Um die Avenue Matignon, in der Nähe des Arc de Triomphe, gruppieren sich jetzt elegante neue Galerien: Ihre Besitzer hoffen auf geschäftsverändernde Besuche von den Millionären, die einfliegen, um Trophäen in den nahe gelegenen Showrooms von Sotheby’s und Christie’s zu sehen und im Ritz oder Bristol zu übernachten Hotels.

Für einige Sammler bietet die „FIAC Week“ auch sorgfältig kuratierte „Entdeckungs“-Messen wie Paris Internationale und Asia Now. Die diesjährige siebte Ausgabe der Paris Internationale mit 36 ​​Händlern aus 21 Ländern fand in einem leerstehenden Villenblock im smart 16. Arrondissement statt.

Im vierten Stock zeigte die in Tokio ansässige Galerie Misako & Rosen kleine Werke der japanischen Maler Kazuyuki Takezaki und Reina Sugihara.
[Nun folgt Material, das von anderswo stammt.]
use chrono::{DateTime, NaiveDate, Utc};
use serde::{Deserialize, Serialize};
use std::collections::HashSet;
use utoipa::ToSchema;
use uuid::Uuid;

use super::filters::{DateFilter, DateRange, Section};
use crate::models::{Alert, OrderStatus};

#[derive(Debug, Clone, Default, PartialEq, Serialize, Deserialize, ToSchema)]
pub struct OrderCounts {
    pub total: u64,
    pub in_progress: u64,
    pub completed: u64,
    pub overdue: u64,
    pub suspended: u64,
}

#[derive(Debug, Clone, Default, PartialEq, Serialize, Deserialize, ToSchema)]
pub struct QuantityTotals {
    pub ordered: i64,
    pub worked: i64,
    /// Worked over ordered, in percent.
    pub completion_rate: f64,
}

#[derive(Debug, Clone, PartialEq, Serialize, Deserialize, ToSchema)]
pub struct StatusCount {
    #[schema(value_type = u8)]
    pub status: OrderStatus,
    pub label: String,
    pub count: u64,
}

#[derive(Debug, Clone, Default, PartialEq, Serialize, Deserialize, ToSchema)]
pub struct DashboardStatistics {
    pub orders: OrderCounts,
    pub quantities: QuantityTotals,
    pub by_status: Vec<StatusCount>,
}

#[derive(Debug, Clone, Default, PartialEq, Serialize, Deserialize, ToSchema)]
pub struct ProductionMetrics {
    pub processings: u64,
    pub worked_quantity: i64,
    pub active_employees: u64,
    pub average_quantity_per_processing: f64,
}

#[derive(Debug, Clone, PartialEq, Serialize, Deserialize, ToSchema)]
pub struct Delta {
    pub current: i64,
    pub previous: i64,
    /// `None` when the previous period is zero.
    pub change_percent: Option<f64>,
}

impl Delta {
    pub fn new(current: i64, previous: i64) -> Self {
        let change_percent = if previous == 0 {
            None
        } else {
            Some((current as f64 - previous as f64) * 100.0 / previous as f64)
        };
        Self {
            current,
            previous,
            change_percent,
        }
    }
}

#[derive(Debug, Clone, PartialEq, Serialize, Deserialize, ToSchema)]
pub struct PeriodComparison {
    pub previous: DateRange,
    pub orders: Delta,
    pub worked_quantity: Delta,
}

#[derive(Debug, Clone, PartialEq, Serialize, Deserialize, ToSchema)]
pub struct TrendPoint {
    pub date: NaiveDate,
    pub worked_quantity: i64,
    pub processings: u64,
}

#[derive(Debug, Clone, PartialEq, Serialize, Deserialize, ToSchema)]
pub struct TopCustomer {
    pub customer_uuid: Uuid,
    pub name: String,
    pub orders: u64,
    pub quantity: i64,
}

#[derive(Debug, Clone, PartialEq, Serialize, Deserialize, ToSchema)]
pub struct TopEmployee {
    pub employee_uuid: Uuid,
    pub name: String,
    pub worked_quantity: i64,
    pub processings: u64,
}

#[derive(Debug, Clone, PartialEq, Serialize, Deserialize, ToSchema)]
pub struct OrderSummary {
    pub uuid: Uuid,
    pub production_number: String,
    pub customer_name: Option<String>,
    #[schema(value_type = u8)]
    pub status: OrderStatus,
    pub total_quantity: i64,
    pub worked_quantity: i64,
    pub delivery_date: Option<NaiveDate>,
    pub overdue: bool,
}

/// Filters the server actually applied, echoed back with every snapshot.
#[derive(Debug, Clone, PartialEq, Serialize, Deserialize, ToSchema)]
pub struct AppliedFilters {
    pub date_filter: DateFilter,
    pub range: Option<DateRange>,
    pub customer_uuid: Option<Uuid>,
    #[schema(value_type = Vec<u8>)]
    pub statuses: Vec<OrderStatus>,
}

/// Dashboard payload. Sections left out of a partial fetch are `None`.
#[derive(Debug, Clone, PartialEq, Serialize, Deserialize, ToSchema)]
pub struct DashboardSnapshot {
    pub filters: AppliedFilters,
    #[serde(default, skip_serializing_if = "Option::is_none")]
    pub statistics: Option<DashboardStatistics>,
    #[serde(default, skip_serializing_if = "Option::is_none")]
    pub metrics: Option<ProductionMetrics>,
    #[serde(default, skip_serializing_if = "Option::is_none")]
    pub comparison: Option<PeriodComparison>,
    #[serde(default, skip_serializing_if = "Option::is_none")]
    pub trends: Option<Vec<TrendPoint>>,
    #[serde(default, skip_serializing_if = "Option::is_none")]
    pub alerts: Option<Vec<Alert>>,
    #[serde(default, skip_serializing_if = "Option::is_none")]
    pub top_customers: Option<Vec<TopCustomer>>,
    #[serde(default, skip_serializing_if = "Option::is_none")]
    pub top_employees: Option<Vec<TopEmployee>>,
    #[serde(default, skip_serializing_if = "Option::is_none")]
    pub recent_orders: Option<Vec<OrderSummary>>,
    pub generated_at: DateTime<Utc>,
}

#[derive(Debug, Clone, PartialEq, Eq, thiserror::Error)]
pub enum SnapshotError {
    #[error("alert type '{0}' appears more than once")]
    DuplicateAlert(String),
    #[error("negative quantity in {0}")]
    NegativeQuantity(&'static str),
}

impl DashboardSnapshot {
    /// Checks the invariants serde cannot express.
    pub fn validate(&self) -> Result<(), SnapshotError> {
        if let Some(alerts) = &self.alerts {
            let mut seen = HashSet::new();
            for alert in alerts {
                if !seen.insert(alert.kind) {
                    return Err(SnapshotError::DuplicateAlert(alert.kind.to_string()));
                }
            }
        }
        if let Some(statistics) = &self.statistics {
            if statistics.quantities.ordered < 0 || statistics.quantities.worked < 0 {
                return Err(SnapshotError::NegativeQuantity("statistics"));
            }
        }
        if let Some(metrics) = &self.metrics {
            if metrics.worked_quantity < 0 {
                return Err(SnapshotError::NegativeQuantity("metrics"));
            }
        }
        Ok(())
    }

    pub fn has(&self, section: Section) -> bool {
        match section {
            Section::Statistics => self.statistics.is_some(),
            Section::Metrics => self.metrics.is_some(),
            Section::Comparison => self.comparison.is_some(),
            Section::Trends => self.trends.is_some(),
            Section::Alerts => self.alerts.is_some(),
            Section::TopCustomers => self.top_customers.is_some(),
            Section::TopEmployees => self.top_employees.is_some(),
            Section::RecentOrders => self.recent_orders.is_some(),
        }
    }

    /// Overlays the sections present in `partial`; everything else is kept.
    pub fn merge(&mut self, partial: DashboardSnapshot) {
        self.filters = partial.filters;
        self.generated_at = partial.generated_at;
        if partial.statistics.is_some() {
            self.statistics = partial.statistics;
        }
        if partial.metrics.is_some() {
            self.metrics = partial.metrics;
        }
        if partial.comparison.is_some() {
            self.comparison = partial.comparison;
        }
        if partial.trends.is_some() {
            self.trends = partial.trends;
        }
        if partial.alerts.is_some() {
            self.alerts = partial.alerts;
        }
        if partial.top_customers.is_some() {
            self.top_customers = partial.top_customers;
        }
        if partial.top_employees.is_some() {
            self.top_employees = partial.top_employees;
        }
        if partial.recent_orders.is_some() {
            self.recent_orders = partial.recent_orders;
        }
    }
}

#[cfg(test)]
mod tests {
    use super::*;
    use crate::models::{AlertKind, AlertSeverity};

    fn empty() -> DashboardSnapshot {
        DashboardSnapshot {
            filters: AppliedFilters {
                date_filter: DateFilter::All,
                range: None,
                customer_uuid: None,
                statuses: vec![],
            },
            statistics: None,
            metrics: None,
            comparison: None,
            trends: None,
            alerts: None,
            top_customers: None,
            top_employees: None,
            recent_orders: None,
            generated_at: Utc::now(),
        }
    }

    fn alert(kind: AlertKind) -> Alert {
        Alert {
            kind,
            severity: AlertSeverity::Low,
            count: 1,
            orders: vec![],
            signature: None,
            scope_hash: None,
        }
    }

    #[test]
    fn duplicate_alert_kinds_are_rejected() {
        let mut snapshot = empty();
        snapshot.alerts = Some(vec![alert(AlertKind::Overdue), alert(AlertKind::Overdue)]);
        assert_eq!(
            snapshot.validate(),
            Err(SnapshotError::DuplicateAlert("overdue".into()))
        );
    }

    #[test]
    fn merge_keeps_sections_missing_from_partial() {
        let mut full = empty();
        full.trends = Some(vec![]);
        full.metrics = Some(ProductionMetrics {
            processings: 1,
            ..Default::default()
        });

        let mut partial = empty();
        partial.metrics = Some(ProductionMetrics {
            processings: 5,
            ..Default::default()
        });
        full.merge(partial);

        assert_eq!(full.metrics.as_ref().unwrap().processings, 5);
        assert!(full.has(Section::Trends));
        assert!(!full.has(Section::Alerts));
    }

    #[test]
    fn delta_change_is_relative_to_previous() {
        assert_eq!(Delta::new(15, 10).change_percent, Some(50.0));
        assert_eq!(Delta::new(5, 0).change_percent, None);
    }
}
Takezaki gibt der Landschaftsmalerei eine neue Wendung, indem er seine Leinwände dreht, während er im Freien arbeitet. Sugihara, die in London ausgebildet wurde, kreiert Abstraktionen, die intensive körperliche Erfahrungen wie eine Geburt hervorrufen. Da sie außerhalb Japans wenig bekannt waren, kosteten ihre Gemälde bescheidene Preise von 1.500 bis 4.500 US-Dollar. Bis Freitagmorgen fanden sieben der neun ausgestellten Werke Käufer aus Frankreich, den Niederlanden, Großbritannien und den USA.

Jeffrey Rosen, Mitbegründer von Misako & Rosen, sagte, er betrachte diese Verkäufe als Befürwortung des „Entdeckungs“-Modells der Paris Internationale. „Die Leute haben nach etwas gesucht, das sie nicht kennen“, sagte er. Auch die Preise waren attraktiv niedrig.

Am Mittwochabend, nach der FIAC-Preview, gab Präsident Emmanuel Macron im lysée-Palast einen Empfang für rund 200 Messeaussteller und -organisatoren, Museumskuratoren, Künstler und Journalisten. In einer 15-minütigen Rede dankte Macron FIAC-Direktorin Jennifer Flay dafür, dass sie die Messe in das „Nervenzentrum der Kunstwelt“ verwandelt hatte, und überprüfte einige der internationalen Händler, die sich in Paris niedergelassen haben. Er fuhr fort, in Frankreich Künstler, Händler, Kuratoren, Sponsoren, Sammler und Lehrer aus der ganzen Welt. „Kreieren und innovieren!“ ermahnte er.

Dass sich der Präsident Zeit für die FIAC nahm, zeigt, wie ernst die französische Regierung (im Gegensatz zur britischen) den internationalen Kunsthandel nimmt. Doch der Markt stellt sich weiterhin die Frage: Kann Paris Kreativität in Millionenumsätze umwandeln?